The current systematic review exclusively incorporates randomized controlled trials (RCTs) to ensure the highest level of evidence quality. By utilizing randomization and control groups, RCTs minimize bias, yielding more reliable and valid results, which are crucial for accurately evaluating the effectiveness of the interventions under investigation. Therefore, this study can significantly contribute to the development or revision of guidelines and protocols for the management of fever in children. Regulatory bodies and professional organizations can utilize the evidence from this study to update their recommendations and protocols, ensuring that water sponging is appropriately included as a recommended intervention.

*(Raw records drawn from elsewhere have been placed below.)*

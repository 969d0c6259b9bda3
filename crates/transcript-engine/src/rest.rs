// Copyright 2026 Transcript Engine Contributors
// SPDX-License-Identifier: Apache-2.0

//! HTTP REST API in front of the engine.
//!
//! Routes:
//! - `GET /health`: liveness, no key required
//! - `GET /Cgpa` and `GET /Cgpa/`: banner
//! - `POST /Cgpa/result`: `{ "regNo": "..." }` as JSON or a url-encoded form
//!
//! Everything under `/Cgpa` requires an `x-api-key` header matching the
//! configured key. `warning` outcomes answer 400, `error` outcomes 500.

use crate::engine::{outcome_json, TranscriptEngine};
use crate::error::Severity;
use axum::extract::{FromRequest, Request, State};
use axum::http::header::{self, HeaderName, HeaderValue};
use axum::http::{Method, StatusCode};
use axum::middleware::{self, Next};
use axum::response::{IntoResponse, Response};
use axum::routing::{get, post};
use axum::{Form, Json, Router};
use serde::Deserialize;
use serde_json::{json, Value};
use std::sync::Arc;
use tokio::sync::Semaphore;
use tower_http::cors::{AllowOrigin, CorsLayer};
use tracing::{error, info};

/// Origin of the local frontend dev server.
const DEV_FRONTEND_ORIGIN: &str = "http://localhost:5173";

const API_KEY_HEADER: &str = "x-api-key";

/// Options for the REST layer itself.
#[derive(Debug, Clone)]
pub struct RestOptions {
    /// Key clients must send in `x-api-key`. `None` rejects every request.
    pub api_key: Option<String>,
    /// Extra allowed CORS origin.
    pub frontend_url: Option<String>,
    /// Upper bound on lookups running at once.
    pub max_concurrent_lookups: usize,
}

impl Default for RestOptions {
    fn default() -> Self {
        Self {
            api_key: None,
            frontend_url: None,
            max_concurrent_lookups: 4,
        }
    }
}

/// Shared state behind every handler.
pub struct AppState {
    engine: TranscriptEngine,
    api_key: Option<String>,
    lookups: Semaphore,
}

impl AppState {
    pub fn new(engine: TranscriptEngine, options: &RestOptions) -> Self {
        Self {
            engine,
            api_key: options.api_key.clone(),
            lookups: Semaphore::new(options.max_concurrent_lookups.max(1)),
        }
    }
}

#[derive(Debug, Default, Deserialize)]
struct LookupRequest {
    #[serde(rename = "regNo", default)]
    reg_no: Option<String>,
}

/// Build the axum Router with all REST endpoints.
pub fn router(state: Arc<AppState>, frontend_url: Option<&str>) -> Router {
    // Both `/Cgpa` and `/Cgpa/` answer the banner.
    let cgpa = Router::new()
        .route("/Cgpa", get(home))
        .route("/Cgpa/", get(home))
        .route("/Cgpa/result", post(result))
        .route_layer(middleware::from_fn_with_state(
            Arc::clone(&state),
            require_api_key,
        ));

    Router::new()
        .route("/health", get(health))
        .merge(cgpa)
        .layer(cors(frontend_url))
        .with_state(state)
}

/// Start the REST API server.
pub async fn start(
    addr: std::net::SocketAddr,
    state: Arc<AppState>,
    frontend_url: Option<String>,
) -> anyhow::Result<()> {
    let app = router(state, frontend_url.as_deref());
    tracing::info!("REST API listening on http://{addr}");

    let listener = tokio::net::TcpListener::bind(addr).await?;
    axum::serve(listener, app).await?;
    Ok(())
}

fn cors(frontend_url: Option<&str>) -> CorsLayer {
    let mut origins = vec![HeaderValue::from_static(DEV_FRONTEND_ORIGIN)];
    if let Some(url) = frontend_url {
        match HeaderValue::from_str(url.trim_end_matches('/')) {
            Ok(v) => origins.push(v),
            Err(e) => error!("ignoring invalid frontend origin {url:?}: {e}"),
        }
    }

    CorsLayer::new()
        .allow_origin(AllowOrigin::list(origins))
        .allow_methods([
            Method::GET,
            Method::POST,
            Method::PUT,
            Method::PATCH,
            Method::HEAD,
        ])
        .allow_headers([header::CONTENT_TYPE, HeaderName::from_static(API_KEY_HEADER)])
        .allow_credentials(true)
}

// ── Middleware ──────────────────────────────────────────────────

async fn require_api_key(
    State(state): State<Arc<AppState>>,
    req: Request,
    next: Next,
) -> Response {
    let Some(server_key) = state.api_key.as_deref() else {
        error!("API key is not configured");
        return failure(StatusCode::INTERNAL_SERVER_ERROR, "Server env missing API key");
    };

    let client_key = req
        .headers()
        .get(API_KEY_HEADER)
        .and_then(|v| v.to_str().ok());
    if client_key != Some(server_key) {
        return failure(StatusCode::UNAUTHORIZED, "Unauthorized request");
    }

    next.run(req).await
}

fn failure(status: StatusCode, message: &str) -> Response {
    (status, Json(json!({ "type": "error", "message": message }))).into_response()
}

// ── Handlers ────────────────────────────────────────────────────

async fn health() -> Json<Value> {
    Json(json!({ "status": "ok" }))
}

async fn home() -> Json<Value> {
    Json(json!({ "type": "info", "message": "Result Scraper Home" }))
}

async fn result(State(state): State<Arc<AppState>>, req: Request) -> Response {
    let body = read_lookup_request(req).await;

    let Ok(_permit) = state.lookups.acquire().await else {
        return failure(StatusCode::SERVICE_UNAVAILABLE, "Server is shutting down");
    };

    let reg_no = body.reg_no.unwrap_or_default();
    let outcome = state.engine.submit_registration_number(&reg_no).await;
    let status = match &outcome {
        Ok(_) => StatusCode::OK,
        Err(e) => match e.severity() {
            Severity::Warning => StatusCode::BAD_REQUEST,
            Severity::Error => StatusCode::INTERNAL_SERVER_ERROR,
        },
    };
    info!(status = status.as_u16(), "POST /Cgpa/result");

    (status, Json(outcome_json(&outcome))).into_response()
}

/// Accept JSON or url-encoded bodies. An unreadable body counts as empty.
async fn read_lookup_request(req: Request) -> LookupRequest {
    let is_form = req
        .headers()
        .get(header::CONTENT_TYPE)
        .and_then(|v| v.to_str().ok())
        .is_some_and(|ct| ct.starts_with("application/x-www-form-urlencoded"));

    if is_form {
        Form::<LookupRequest>::from_request(req, &())
            .await
            .map(|Form(body)| body)
            .unwrap_or_default()
    } else {
        Json::<LookupRequest>::from_request(req, &())
            .await
            .map(|Json(body)| body)
            .unwrap_or_default()
    }
}
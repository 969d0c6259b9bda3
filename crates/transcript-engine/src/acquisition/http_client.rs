//! HTTP transport: a cookie-bearing reqwest session.
//!
//! Not a browser. Loads the login page, reads the lookup form (hidden
//! fields included), sets `REG` and submits it the way the form says to.
//! Sub-resources are never requested.

use super::form::{find_lookup_form, LookupForm};
use super::{RawPage, TransportClient};
use crate::config::{EngineConfig, TransportKind};
use crate::error::EngineError;
use crate::extraction::result_table::has_result_table;
use crate::model::RegistrationNumber;
use async_trait::async_trait;
use reqwest::header::{self, HeaderMap, HeaderValue};
use reqwest::StatusCode;
use std::time::Instant;
use tracing::debug;

const USER_AGENT: &str = "Mozilla/5.0 (Windows NT 10.0; Win64; x64) \
                          AppleWebKit/537.36 (KHTML, like Gecko) \
                          Chrome/131.0.0.0 Safari/537.36";

/// Response body plus where it came from.
#[derive(Debug, Clone)]
pub struct HttpResponse {
    /// Final URL after redirects.
    pub final_url: String,
    pub status: u16,
    pub body: String,
}

/// reqwest-backed [`TransportClient`].
#[derive(Debug, Clone)]
pub struct HttpTransport {
    config: EngineConfig,
}

impl HttpTransport {
    pub fn new(config: EngineConfig) -> Self {
        Self { config }
    }

    /// Fresh client with its own cookie jar. One per lookup.
    fn session(&self) -> Result<reqwest::Client, EngineError> {
        let mut headers = HeaderMap::new();
        headers.insert(
            header::ACCEPT,
            HeaderValue::from_static("text/html,application/xhtml+xml,application/xml;q=0.9,*/*;q=0.8"),
        );
        headers.insert(
            header::ACCEPT_LANGUAGE,
            HeaderValue::from_static("en-US,en;q=0.9"),
        );

        // Timeouts are set per request: the login load is a navigation, the
        // submit is bounded like the browser's post-submit wait.
        reqwest::Client::builder()
            .cookie_store(true)
            .redirect(reqwest::redirect::Policy::limited(5))
            .user_agent(USER_AGENT)
            .default_headers(headers)
            .danger_accept_invalid_certs(self.config.accept_invalid_certs)
            .build()
            .map_err(|e| EngineError::Unclassified(format!("failed to build HTTP client: {e}")))
    }

    async fn load_login_page(&self, client: &reqwest::Client) -> Result<HttpResponse, EngineError> {
        let resp = client
            .get(&self.config.login_url)
            .timeout(self.config.navigation_timeout())
            .send()
            .await?;
        read_response(resp).await
    }

    async fn submit(
        &self,
        client: &reqwest::Client,
        form: &LookupForm,
    ) -> Result<HttpResponse, EngineError> {
        let builder = if form.is_get() {
            client.get(&form.action_url).query(&form.fields)
        } else {
            client.post(&form.action_url).form(&form.fields)
        };
        let resp = builder
            .header(header::REFERER, self.config.login_url.as_str())
            .timeout(self.config.element_wait_timeout())
            .send()
            .await?;
        read_response(resp).await
    }
}

#[async_trait]
impl TransportClient for HttpTransport {
    async fn fetch_result_page(&self, reg: &RegistrationNumber) -> Result<RawPage, EngineError> {
        let start = Instant::now();
        let client = self.session()?;

        let login = self.load_login_page(&client).await?;
        let form = find_lookup_form(&login.body, &login.final_url)
            .unwrap_or_else(|| LookupForm::fallback(&self.config.login_url))
            .with_registration(reg.as_str());
        debug!(
            action = %form.action_url,
            method = %form.method,
            fields = form.fields.len(),
            "submitting lookup form"
        );

        let result = self.submit(&client, &form).await?;
        debug!(
            status = result.status,
            elapsed_ms = start.elapsed().as_millis() as u64,
            "result page received"
        );

        if !has_result_table(&result.body) {
            return Err(EngineError::NoResultTable);
        }

        Ok(RawPage {
            url: result.final_url,
            html: result.body,
        })
    }

    fn kind(&self) -> TransportKind {
        TransportKind::Http
    }
}

/// Check the status and read the body.
async fn read_response(resp: reqwest::Response) -> Result<HttpResponse, EngineError> {
    let status = resp.status();
    check_status(status)?;
    let final_url = resp.url().to_string();
    let body = resp.text().await?;
    Ok(HttpResponse {
        final_url,
        status: status.as_u16(),
        body,
    })
}

fn check_status(status: StatusCode) -> Result<(), EngineError> {
    if status.is_success() {
        Ok(())
    } else if status == StatusCode::NOT_FOUND {
        Err(EngineError::Unreachable)
    } else {
        Err(EngineError::MalformedResponse(format!(
            "upstream returned HTTP {status}"
        )))
    }
}
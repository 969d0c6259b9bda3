//! `transcript serve`: run the REST API.

use crate::config::EngineConfig;
use crate::engine::TranscriptEngine;
use crate::rest::{self, AppState, RestOptions};
use anyhow::{Context, Result};
use std::net::SocketAddr;
use std::sync::Arc;
use tracing::{info, warn};

/// Run the REST server until the process is stopped.
pub async fn run(config: EngineConfig, host: &str, port: u16, options: RestOptions) -> Result<()> {
    let addr: SocketAddr = format!("{host}:{port}")
        .parse()
        .with_context(|| format!("invalid listen address {host}:{port}"))?;

    info!(
        "starting transcript-engine v{} ({} transport, {})",
        env!("CARGO_PKG_VERSION"),
        config.transport,
        config.login_url
    );
    if options.api_key.is_none() {
        warn!("API_KEY is not set; every /Cgpa request will be rejected");
    }

    let frontend_url = options.frontend_url.clone();
    let state = Arc::new(AppState::new(TranscriptEngine::new(config), &options));
    rest::start(addr, state, frontend_url).await
}
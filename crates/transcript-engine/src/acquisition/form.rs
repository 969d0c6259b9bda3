//! Locate the lookup form on the login page and prepare its submission.

use crate::config::REGISTRATION_FIELD;
use scraper::{Html, Selector};

/// The lookup form, ready to submit.
#[derive(Debug, Clone, PartialEq, Eq)]
pub struct LookupForm {
    /// Resolved absolute action URL.
    pub action_url: String,
    /// `GET` or `POST`, upper-cased.
    pub method: String,
    /// Named inputs in document order, hidden tokens included.
    pub fields: Vec<(String, String)>,
}

impl LookupForm {
    /// A bare form posting back to `base_url`, for pages without a `<form>`.
    pub fn fallback(base_url: &str) -> Self {
        Self {
            action_url: base_url.to_string(),
            method: "POST".to_string(),
            fields: Vec::new(),
        }
    }

    /// Set the registration field, replacing any pre-filled value.
    pub fn with_registration(mut self, reg: &str) -> Self {
        match self
            .fields
            .iter_mut()
            .find(|(name, _)| name == REGISTRATION_FIELD)
        {
            Some((_, value)) => *value = reg.to_string(),
            None => self
                .fields
                .push((REGISTRATION_FIELD.to_string(), reg.to_string())),
        }
        self
    }

    pub fn is_get(&self) -> bool {
        self.method == "GET"
    }
}

/// Find the form carrying the `REG` field, else the first form on the page.
///
/// Returns `None` when the page has no form at all.
pub fn find_lookup_form(html: &str, base_url: &str) -> Option<LookupForm> {
    let document = Html::parse_document(html);
    let form_sel = Selector::parse("form").expect("form selector is valid");
    let input_sel = Selector::parse("input").expect("input selector is valid");
    let reg_sel = Selector::parse(&format!("input[name=\"{REGISTRATION_FIELD}\"]"))
        .expect("registration selector is valid");

    let forms: Vec<_> = document.select(&form_sel).collect();
    let form = forms
        .iter()
        .find(|f| f.select(&reg_sel).next().is_some())
        .or_else(|| forms.first())?;

    let action_url = resolve_url(base_url, form.value().attr("action").unwrap_or("").trim());
    let method = form
        .value()
        .attr("method")
        .unwrap_or("POST")
        .trim()
        .to_uppercase();

    let fields = form
        .select(&input_sel)
        .filter_map(|input| {
            let name = input.value().attr("name")?;
            if name.is_empty() {
                return None;
            }
            let value = input.value().attr("value").unwrap_or("");
            Some((name.to_string(), value.to_string()))
        })
        .collect();

    Some(LookupForm {
        action_url,
        method,
        fields,
    })
}

/// Resolve a potentially relative URL against a base URL.
fn resolve_url(base_url: &str, relative: &str) -> String {
    if relative.is_empty() {
        return base_url.to_string();
    }
    if relative.starts_with("http://") || relative.starts_with("https://") {
        return relative.to_string();
    }
    if let Ok(base) = url::Url::parse(base_url) {
        if let Ok(resolved) = base.join(relative) {
            return resolved.to_string();
        }
    }
    relative.to_string()
}

#[cfg(test)]
mod tests {
    use super::*;

    const BASE: &str = "http://lms.example.edu/login/index.php";

    #[test]
    fn test_picks_form_with_registration_field() {
        let html = r#"
        <html><body>
            <form action="/search" method="get"><input name="q"></form>
            <form action="result.php" method="post">
                <input type="hidden" name="token" value="abc123">
                <input type="text" id="REG" name="REG">
                <input type="submit" name="submit" value="Result">
            </form>
        </body></html>
        "#;
        let form = find_lookup_form(html, BASE).unwrap();
        assert_eq!(form.action_url, "http://lms.example.edu/login/result.php");
        assert_eq!(form.method, "POST");
        assert_eq!(
            form.fields,
            vec![
                ("token".to_string(), "abc123".to_string()),
                ("REG".to_string(), String::new()),
                ("submit".to_string(), "Result".to_string()),
            ]
        );
    }

    #[test]
    fn test_missing_action_posts_back_to_base() {
        let html = r#"<form><input name="REG"></form>"#;
        let form = find_lookup_form(html, BASE).unwrap();
        assert_eq!(form.action_url, BASE);
        assert_eq!(form.method, "POST");
    }

    #[test]
    fn test_first_form_when_no_registration_field() {
        let html = r#"<form action="https://other.example/go" method="GET"><input name="a" value="1"></form>"#;
        let form = find_lookup_form(html, BASE).unwrap();
        assert_eq!(form.action_url, "https://other.example/go");
        assert!(form.is_get());
    }

    #[test]
    fn test_no_form() {
        assert!(find_lookup_form("<html><body><p>down</p></body></html>", BASE).is_none());
    }

    #[test]
    fn test_with_registration_overrides_or_appends() {
        let form = LookupForm {
            action_url: BASE.into(),
            method: "POST".into(),
            fields: vec![("REG".into(), "placeholder".into())],
        }
        .with_registration("2022-ag-7755");
        assert_eq!(form.fields, vec![("REG".into(), "2022-ag-7755".into())]);

        let form = LookupForm::fallback(BASE).with_registration("2022-ag-7755");
        assert_eq!(form.fields, vec![("REG".into(), "2022-ag-7755".into())]);
    }
}
//! Exact fixed-point decimals for quality points, GPA and CGPA.

use serde::{Serialize, Serializer};
use std::fmt;
use std::ops::Add;

/// A non-negative decimal stored as `units / 10^scale`.
#[derive(Debug, Clone, Copy, PartialEq, Eq, Hash, Default)]
pub struct Fixed {
    units: u64,
    scale: u32,
}

impl Fixed {
    pub const fn new(units: u64, scale: u32) -> Self {
        Self { units, scale }
    }

    pub const fn zero(scale: u32) -> Self {
        Self { units: 0, scale }
    }

    /// `numerator / denominator` rounded half-up to `scale` places.
    ///
    /// A zero denominator yields zero.
    pub fn from_ratio(numerator: u64, denominator: u64, scale: u32) -> Self {
        if denominator == 0 {
            return Self::zero(scale);
        }
        let scaled = u128::from(numerator) * u128::from(10u64.pow(scale));
        let den = u128::from(denominator);
        let mut quotient = scaled / den;
        if (scaled % den) * 2 >= den {
            quotient += 1;
        }
        Self {
            units: quotient as u64,
            scale,
        }
    }

    pub fn units(self) -> u64 {
        self.units
    }

    pub fn scale(self) -> u32 {
        self.scale
    }

    pub fn is_zero(self) -> bool {
        self.units == 0
    }

    pub fn to_f64(self) -> f64 {
        self.units as f64 / 10f64.powi(self.scale as i32)
    }
}

impl Add for Fixed {
    type Output = Fixed;

    fn add(self, rhs: Fixed) -> Fixed {
        debug_assert_eq!(self.scale, rhs.scale, "adding decimals of different scale");
        Fixed {
            units: self.units + rhs.units,
            scale: self.scale,
        }
    }
}

impl fmt::Display for Fixed {
    fn fmt(&self, f: &mut fmt::Formatter<'_>) -> fmt::Result {
        if self.scale == 0 {
            return write!(f, "{}", self.units);
        }
        let factor = 10u64.pow(self.scale);
        write!(
            f,
            "{}.{:0width$}",
            self.units / factor,
            self.units % factor,
            width = self.scale as usize
        )
    }
}

impl Serialize for Fixed {
    fn serialize<S: Serializer>(&self, serializer: S) -> Result<S::Ok, S::Error> {
        serializer.serialize_f64(self.to_f64())
    }
}
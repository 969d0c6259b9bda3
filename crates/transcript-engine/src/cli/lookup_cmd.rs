//! `transcript lookup <REG_NO>`: fetch and grade one student's result.

use crate::config::EngineConfig;
use crate::engine::{outcome_json, TranscriptEngine};
use anyhow::Result;

/// Run the lookup command. Returns whether the lookup succeeded.
pub async fn run(config: EngineConfig, reg_no: &str, pretty: bool) -> Result<bool> {
    let engine = TranscriptEngine::new(config);
    let outcome = engine.submit_registration_number(reg_no).await;

    let json = outcome_json(&outcome);
    if pretty {
        println!("{}", serde_json::to_string_pretty(&json)?);
    } else {
        println!("{json}");
    }
    Ok(outcome.is_ok())
}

Nurses, through education and training, can play a crucial role in facilitating the implementation of these guidelines in clinical practice, ensuring adherence and efficacy in patient care.
Future research efforts, supported by nursing leadership and expertise, can further optimize the technique, compare it with other interventions, and explore its long-term benefits. These initiatives are expected to enhance the understanding and utilization of water sponging as an effective therapeutic approach in pediatric care, with nurses playing a pivotal role in implementation, monitoring, and ongoing evaluation.
The results of this study suggest that water sponging may be a valuable adjunct treatment in the management of children with fever. This study'snovelty lies in its comprehensive synthesis of existing evidence on the effectiveness of tepid water sponges using a systematic review approach.
The recommendation for practice is that water sponges should be considered as an effective adjuvant intervention for reducing body temperature in children with fever. Healthcare professionals should include water sponges as a first-line or adjunctive treatment in the management plans for children with fever. Further research should focus on optimizing the implementation of water sponges, including determining the appropriate temperature and duration of the sponge as well as the most effective technique for application.
This review underscores the need for more large-scale, high-quality studies due to limited primary research and varying methodologies. Including non-English publications could enhance understanding by incorporating diverse practices and outcomes. Expanding research beyond Asia will improve the generalizability of findings across different healthcare systems and cultural contexts. Addressing these areas in future studies will lead to a more comprehensive understanding of the interventions studied.
The authors declare that they have no competing interests.
The researchers express their gratitude to the staff of the Faculty of School of Health Science at Mamba’ul Ulum Surakarta, Indonesia for the execution of this study.